An anti-terrorism court in central Pakistan on Saturday sentenced a man, aged 30, to death for posting blasphemous content on social media.

The judge conducted the judicial proceedings in the high-security prison in the city of Bahawalpur, prosecutor Mohammad Shafiq Qureshi told VOA.

The prosecutor explained that the court found Taimoor Raza guilty of using Facebook and WhatsApp to “disseminate” or “upload” hate material, including “offensive pictures and comments” against Prophet Mohammad and his companions. Raza has the right to appeal the verdict.

Qureshi said the Facebook account Raza was running had more than 3,500 friends, or followers.

The defense counsel was not immediately available for comments on the allegations against his client.

Counterterrorism forces arrested Raza about a year ago and police records showed the man had confessed he was working for outlawed Sipah-e-Muhammad, which is a Shi’ite militant group.

The organization has been locked in a deadly rivalry with militants from Pakistan’s majority Sunni Muslim population. The years of sectarian conflict has killed thousands of people around the country.
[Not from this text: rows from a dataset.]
//! Domain models for the Creator Platform.

pub mod course;
pub mod enrollment;
pub mod project;
pub mod role;
pub mod share;
pub mod subscription;

pub use course::{Course, CreateCourseRequest, UpdateCourseRequest};
pub use enrollment::Enrollment;
pub use project::{CreateProjectRequest, Project, ProjectResponse, UpdateProjectRequest};
pub use role::ProjectRole;
pub use share::{
    CreateShareRequest, ListSharesQuery, ListSharesResponse, ProjectShare, ShareResponse,
    ShareStatus, ShareSummary,
};
pub use subscription::{
    CreateSubscriptionRequest, Subscription, SubscriptionStatus, SubscriptionStatusResponse,
};
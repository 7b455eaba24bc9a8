//! Common validation utilities.

use chrono::{DateTime, Utc};
use validator::{ValidateEmail, ValidationError};

/// Maximum length for email addresses.
pub const MAX_EMAIL_LENGTH: usize = 255;

/// Maximum length for project and course names.
pub const MAX_NAME_LENGTH: usize = 200;

/// Validates that an email address is syntactically valid.
pub fn validate_email(email: &str) -> Result<(), ValidationError> {
    if email.len() > MAX_EMAIL_LENGTH {
        let mut err = ValidationError::new("email_too_long");
        err.message = Some("Email must be at most 255 characters".into());
        return Err(err);
    }
    if email.validate_email() {
        Ok(())
    } else {
        let mut err = ValidationError::new("email_invalid");
        err.message = Some("Invalid email address".into());
        Err(err)
    }
}

/// Normalizes an email address for comparison and storage (trim + lowercase).
pub fn normalize_email(email: &str) -> String {
    email.trim().to_lowercase()
}

/// Checks whether two email addresses refer to the same mailbox.
pub fn emails_match(a: &str, b: &str) -> bool {
    normalize_email(a) == normalize_email(b)
}

/// Validates that a paid-period window is ordered (end after begin, when both set).
pub fn validate_period_window(
    begins_at: Option<DateTime<Utc>>,
    ends_at: Option<DateTime<Utc>>,
) -> Result<(), ValidationError> {
    if let (Some(begin), Some(end)) = (begins_at, ends_at) {
        if end <= begin {
            let mut err = ValidationError::new("period_window");
            err.message = Some("End date must be after begin date".into());
            return Err(err);
        }
    }
    Ok(())
}
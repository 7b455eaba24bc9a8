//! Repository for enrollment database operations.

use sqlx::PgPool;
use uuid::Uuid;

use crate::entities::EnrollmentEntity;

/// Repository for enrollment operations.
#[derive(Clone)]
pub struct EnrollmentRepository {
    pool: PgPool,
}

impl EnrollmentRepository {
    /// Creates a new enrollment repository.
    pub fn new(pool: PgPool) -> Self {
        Self { pool }
    }

    /// Gets the enrollment for (user, course), creating it if missing.
    ///
    /// Enrollment is unique per user and course; concurrent callers converge
    /// on the same row.
    pub async fn get_or_create(
        &self,
        user_id: Uuid,
        course_id: Uuid,
    ) -> Result<EnrollmentEntity, sqlx::Error> {
        sqlx::query_as::<_, EnrollmentEntity>(
            r#"
            INSERT INTO enrollments (user_id, course_id)
            VALUES ($1, $2)
            ON CONFLICT (user_id, course_id) DO UPDATE
            SET user_id = EXCLUDED.user_id
            RETURNING id, user_id, course_id, created_at
            "#,
        )
        .bind(user_id)
        .bind(course_id)
        .fetch_one(&self.pool)
        .await
    }

    /// Finds the enrollment for (user, course).
    pub async fn find_by_user_and_course(
        &self,
        user_id: Uuid,
        course_id: Uuid,
    ) -> Result<Option<EnrollmentEntity>, sqlx::Error> {
        sqlx::query_as::<_, EnrollmentEntity>(
            r#"
            SELECT id, user_id, course_id, created_at
            FROM enrollments
            WHERE user_id = $1 AND course_id = $2
            "#,
        )
        .bind(user_id)
        .bind(course_id)
        .fetch_optional(&self.pool)
        .await
    }
}
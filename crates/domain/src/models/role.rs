//! Project role model and the fixed capability matrix.
//!
//! This is the single canonical definition of roles; the resolver, the
//! capability sets, DTO validation, and the database enum mapping all use it.

use serde::{Deserialize, Serialize};
use std::str::FromStr;

/// Role a user holds on a project.
///
/// `Owner` is never produced by an invitation; it exists only through project
/// ownership. The other roles are granted through accepted shares.
#[derive(Debug, Clone, Copy, PartialEq, Eq, Serialize, Deserialize)]
#[serde(rename_all = "snake_case")]
pub enum ProjectRole {
    Owner,
    Contributor,
    KnowledgeManager,
    ReadOnly,
}

/// Roles allowed to create and update course records.
pub const EDIT_COURSE_ROLES: &[ProjectRole] = &[ProjectRole::Owner, ProjectRole::Contributor];

/// Roles allowed to invite collaborators and list a project's shares.
pub const MANAGE_SHARE_ROLES: &[ProjectRole] = &[ProjectRole::Owner, ProjectRole::Contributor];

/// Roles allowed to view course records.
pub const VIEW_COURSE_ROLES: &[ProjectRole] = &[
    ProjectRole::Owner,
    ProjectRole::Contributor,
    ProjectRole::KnowledgeManager,
    ProjectRole::ReadOnly,
];

/// Roles whose project-level access grants course conversation history.
/// KnowledgeManager is included; customers without any project role go
/// through the subscription path instead.
pub const CONVERSATION_ROLES: &[ProjectRole] = &[
    ProjectRole::Owner,
    ProjectRole::Contributor,
    ProjectRole::KnowledgeManager,
    ProjectRole::ReadOnly,
];

impl ProjectRole {
    /// Whether this role may be granted through an invitation.
    pub fn is_invitable(&self) -> bool {
        !matches!(self, ProjectRole::Owner)
    }

    /// Whether the role grants course-edit rights.
    pub fn can_edit_courses(&self) -> bool {
        EDIT_COURSE_ROLES.contains(self)
    }

    /// Whether the role grants course-view rights.
    pub fn can_view_courses(&self) -> bool {
        VIEW_COURSE_ROLES.contains(self)
    }
}

impl FromStr for ProjectRole {
    type Err = String;

    fn from_str(s: &str) -> Result<Self, Self::Err> {
        match s.to_lowercase().as_str() {
            "owner" => Ok(ProjectRole::Owner),
            "contributor" => Ok(ProjectRole::Contributor),
            "knowledge_manager" => Ok(ProjectRole::KnowledgeManager),
            "read_only" => Ok(ProjectRole::ReadOnly),
            _ => Err(format!("Unknown role: {}", s)),
        }
    }
}

impl std::fmt::Display for ProjectRole {
    fn fmt(&self, f: &mut std::fmt::Formatter<'_>) -> std::fmt::Result {
        match self {
            ProjectRole::Owner => write!(f, "owner"),
            ProjectRole::Contributor => write!(f, "contributor"),
            ProjectRole::KnowledgeManager => write!(f, "knowledge_manager"),
            ProjectRole::ReadOnly => write!(f, "read_only"),
        }
    }
}

/// Validate a role value supplied in an invitation request.
pub fn validate_invitable_role(role: &str) -> Result<(), validator::ValidationError> {
    match ProjectRole::from_str(role) {
        Ok(parsed) if parsed.is_invitable() => Ok(()),
        _ => {
            let mut err = validator::ValidationError::new("invalid_role");
            err.message =
                Some("Role must be 'contributor', 'knowledge_manager' or 'read_only'".into());
            Err(err)
        }
    }
}

#[cfg(test)]
mod tests {
    use super::*;

    #[test]
    fn test_role_round_trip() {
        for role in [
            ProjectRole::Owner,
            ProjectRole::Contributor,
            ProjectRole::KnowledgeManager,
            ProjectRole::ReadOnly,
        ] {
            let parsed: ProjectRole = role.to_string().parse().unwrap();
            assert_eq!(parsed, role);
        }
    }

    #[test]
    fn test_role_parse_case_insensitive() {
        assert_eq!(
            "Knowledge_Manager".parse::<ProjectRole>().unwrap(),
            ProjectRole::KnowledgeManager
        );
    }

    #[test]
    fn test_role_parse_unknown() {
        assert!("superadmin".parse::<ProjectRole>().is_err());
    }

    #[test]
    fn test_owner_is_not_invitable() {
        assert!(!ProjectRole::Owner.is_invitable());
        assert!(ProjectRole::Contributor.is_invitable());
        assert!(ProjectRole::KnowledgeManager.is_invitable());
        assert!(ProjectRole::ReadOnly.is_invitable());
    }

    #[test]
    fn test_edit_course_roles() {
        assert!(ProjectRole::Owner.can_edit_courses());
        assert!(ProjectRole::Contributor.can_edit_courses());
        assert!(!ProjectRole::KnowledgeManager.can_edit_courses());
        assert!(!ProjectRole::ReadOnly.can_edit_courses());
    }

    #[test]
    fn test_view_course_roles_include_everyone() {
        for role in [
            ProjectRole::Owner,
            ProjectRole::Contributor,
            ProjectRole::KnowledgeManager,
            ProjectRole::ReadOnly,
        ] {
            assert!(role.can_view_courses());
        }
    }

    #[test]
    fn test_conversation_roles_include_knowledge_manager() {
        assert!(CONVERSATION_ROLES.contains(&ProjectRole::KnowledgeManager));
    }

    #[test]
    fn test_validate_invitable_role() {
        assert!(validate_invitable_role("contributor").is_ok());
        assert!(validate_invitable_role("knowledge_manager").is_ok());
        assert!(validate_invitable_role("read_only").is_ok());
        assert!(validate_invitable_role("owner").is_err());
        assert!(validate_invitable_role("superadmin").is_err());
    }

    #[test]
    fn test_role_serde() {
        assert_eq!(
            serde_json::to_string(&ProjectRole::KnowledgeManager).unwrap(),
            "\"knowledge_manager\""
        );
        let parsed: ProjectRole = serde_json::from_str("\"read_only\"").unwrap();
        assert_eq!(parsed, ProjectRole::ReadOnly);
    }
}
Pakistani authorities have been cracking down on social media activists suspected of disseminating blasphemous content through their accounts.

Dozens of activists have been detained or questioned in recent weeks in Pakistan, prompting harsh criticism from rights defenders.

Opposition parties have alleged the crackdown in the name of religion is mainly aimed at silencing political dissent and deterring critics who are calling for accountability of the country’s powerful military institution, along with its alleged intervention in political matters.

Pakistani officials deny the charges.

Insulting Prophet Mohammad can carry a death penalty in Pakistan.

Earlier this week, the country’s Supreme Court exonerated a man sentenced to life imprisonment by a lower court on allegations of desecrating the Holy book of Quran.

The ruling noted that the lower courts “appeared to have not conducted a fair trial of the case” before awarding the punishment.